A amamentação, já o disse, vai bastante bem mas deu pano para mangas. Sendo ele um bebé prematuro, estava sujeito a horários rígidos de alimentação enquanto estava na unidade de neonatologia - de quatro em quatro horas em ponto, uma quantidad3e de leite pré-estabelecida. Quando pôde ir para casa, as instruções eram basicamente as mesmas, apenas com o conselho de deixar o biberon e passar apenas à amamentação directa. Na primeira consulta de seguimento com a parteira, ficou claro que o peso do Augusto não tinha aumentado muito mas que devia continuar a evitar o biberon. Depois, seguiu-se uma consulta com a pediatra que foi um balde de água fria: a médica achava-o desidratado, ainda com icterícia e com um ganho de peso muito fraco. Eu sabia que ele não tinha aumentado muito mas achava que estaria longe de desidratado mas se a médica o dizia, quem era eu para discordar? Saí da consulta desolada, sem perceber se estava a fazer a coisa certa e muito desmoralizada por, aparentemente, não estar a ler bem os sinais do meu bebé. 
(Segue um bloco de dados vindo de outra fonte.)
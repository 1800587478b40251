//! Static body model: the markers the pose tool emits, the angle groups of
//! the `.mot` file, and the anatomical bone list.

use serde::{Deserialize, Serialize};
use std::fmt;
use std::str::FromStr;

macro_rules! named_enum {
    ($(#[$meta:meta])* $vis:vis enum $name:ident { $($variant:ident => $label:literal),+ $(,)? }) => {
        $(#[$meta])*
        #[derive(Debug, Clone, Copy, PartialEq, Eq, Hash, PartialOrd, Ord, Serialize, Deserialize)]
        $vis enum $name { $($variant),+ }

        impl $name {
            pub const ALL: &'static [$name] = &[$($name::$variant),+];

            pub const fn as_str(self) -> &'static str {
                match self { $($name::$variant => $label),+ }
            }
        }

        impl fmt::Display for $name {
            fn fmt(&self, f: &mut fmt::Formatter<'_>) -> fmt::Result { f.write_str(self.as_str()) }
        }

        impl FromStr for $name {
            type Err = UnknownName;
            fn from_str(s: &str) -> Result<Self, Self::Err> {
                match s.trim() {
                    $($label => Ok($name::$variant),)+
                    other => Err(UnknownName(other.to_string())),
                }
            }
        }
    };
}

#[derive(Debug, Clone, PartialEq, Eq, thiserror::Error)]
#[error("unknown name {0:?}")]
pub struct UnknownName(pub String);

named_enum! {
    pub enum Marker {
        Nose => "Nose",
        Head => "Head",
        Neck => "Neck",
        RShoulder => "RShoulder",
        RElbow => "RElbow",
        RWrist => "RWrist",
        LShoulder => "LShoulder",
        LElbow => "LElbow",
        LWrist => "LWrist",
        Hip => "Hip",
        RHip => "RHip",
        RKnee => "RKnee",
        RAnkle => "RAnkle",
        RBigToe => "RBigToe",
        RSmallToe => "RSmallToe",
        RHeel => "RHeel",
        LHip => "LHip",
        LKnee => "LKnee",
        LAnkle => "LAnkle",
        LBigToe => "LBigToe",
        LSmallToe => "LSmallToe",
        LHeel => "LHeel",
    }
}

named_enum! {
    pub enum AngleGroup {
        RightAnkle => "right ankle",
        LeftAnkle => "left ankle",
        RightKnee => "right knee",
        LeftKnee => "left knee",
        RightHip => "right hip",
        LeftHip => "left hip",
        RightShoulder => "right shoulder",
        LeftShoulder => "left shoulder",
        RightElbow => "right elbow",
        LeftElbow => "left elbow",
        RightForearm => "right forearm",
        LeftForearm => "left forearm",
        RightFoot => "right foot",
        LeftFoot => "left foot",
        Pelvis => "pelvis",
        Trunk => "trunk",
        Head => "head",
    }
}

impl Marker {
    /// The marker trails are recentred on.
    pub const REFERENCE: Marker = Marker::Hip;

    /// Angle group whose `.mot` column describes this marker's joint.
    pub const fn angle_group(self) -> AngleGroup {
        use AngleGroup as G;
        match self {
            Marker::RAnkle => G::RightAnkle,
            Marker::LAnkle => G::LeftAnkle,
            Marker::RKnee => G::RightKnee,
            Marker::LKnee => G::LeftKnee,
            Marker::RHip => G::RightHip,
            Marker::LHip => G::LeftHip,
            Marker::RShoulder => G::RightShoulder,
            Marker::LShoulder => G::LeftShoulder,
            Marker::RElbow => G::RightElbow,
            Marker::LElbow => G::LeftElbow,
            Marker::RWrist => G::RightForearm,
            Marker::LWrist => G::LeftForearm,
            Marker::RBigToe | Marker::RSmallToe | Marker::RHeel => G::RightFoot,
            Marker::LBigToe | Marker::LSmallToe | Marker::LHeel => G::LeftFoot,
            Marker::Hip => G::Pelvis,
            Marker::Neck => G::Trunk,
            Marker::Head | Marker::Nose => G::Head,
        }
    }
}

/// Resolve a marker name from a `.trc` header to its angle group, if the name
/// belongs to the body model.
pub fn angle_group_for(marker_name: &str) -> Option<AngleGroup> {
    marker_name.parse::<Marker>().ok().map(Marker::angle_group)
}

pub const SKELETON_BONES: &[(Marker, Marker)] = &[
    (Marker::Nose, Marker::Neck),
    (Marker::Neck, Marker::Head),
    (Marker::Neck, Marker::RShoulder),
    (Marker::RShoulder, Marker::RElbow),
    (Marker::RElbow, Marker::RWrist),
    (Marker::Neck, Marker::LShoulder),
    (Marker::LShoulder, Marker::LElbow),
    (Marker::LElbow, Marker::LWrist),
    (Marker::Neck, Marker::Hip),
    (Marker::Hip, Marker::RHip),
    (Marker::RHip, Marker::RKnee),
    (Marker::RKnee, Marker::RAnkle),
    (Marker::RAnkle, Marker::RHeel),
    (Marker::RAnkle, Marker::RBigToe),
    (Marker::RAnkle, Marker::RSmallToe),
    (Marker::Hip, Marker::LHip),
    (Marker::LHip, Marker::LKnee),
    (Marker::LKnee, Marker::LAnkle),
    (Marker::LAnkle, Marker::LHeel),
    (Marker::LAnkle, Marker::LBigToe),
    (Marker::LAnkle, Marker::LSmallToe),
];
Mas nesse mesmo dia, umas horas mais tarde, tive a segunda consulta com a parteira, a quem contei o que se passara e a quem expliquei as minhas dúvidas. Sentia-me ridícula: afinal, ao terceiro filho, esta mãe não percebia nada do assunto de manter um bebé vivo e em boas condições de saúde? Depois de examinar o bebé e de o ver a mamar, a parteira achou que a pediatra talvez tivesse exagerado e que, principalmente, não existiam sinais de subnutrição. Depois de muitos conselhos, deixou-me a frase que me manteve à tona nos dias seguintes: confie em si mesma e confie no seu bebé, ambos sabem o que é melhor. E foi isso que eu fiz porque o meu instinto maternal assim o ditava. E o resultado foi que, no espaço de uma semana, o bebé aumentou quatrocentos gramas, muito acima dos normais cento e vinte, cento e cinquenta. Às vezes a nossa intuição está certa mas precisamos de um empurrão do exterior para poder validá-la e é muito importante encontrar este apoio, quer na família ou nos profissionais, como foi o caso. Fiquei impressionada com a quantidade e diversidade de ajuda que existe para as mães que desejem amamentar: desde consultantes de aleitamento ainda no hospital, ao seguimento porterior pelas parteiras, à facilidade em alugar uma bomba para extrair o leite nos primeiros tempos. O que me deixou um pouco desorientada (verti mesmo umas lágrimas, confesso...) foram as opiniões profissionais tão diferentes (equipa de neonatologia vs. pediatra vs. parteira). Valeu ouvir aquela voz interior e optar por segui-la sem medos.

É natural que os meus dias agora se resumam à interação com cada um dos nossos filhos (embora consiga incluir neles as mil tarefas domésticas e algum tempo de lazer Há noites em que consigo mesmo ler um par de páginas!). Aguentem os cavalos, a emissão volta ao normal dentro de momentos.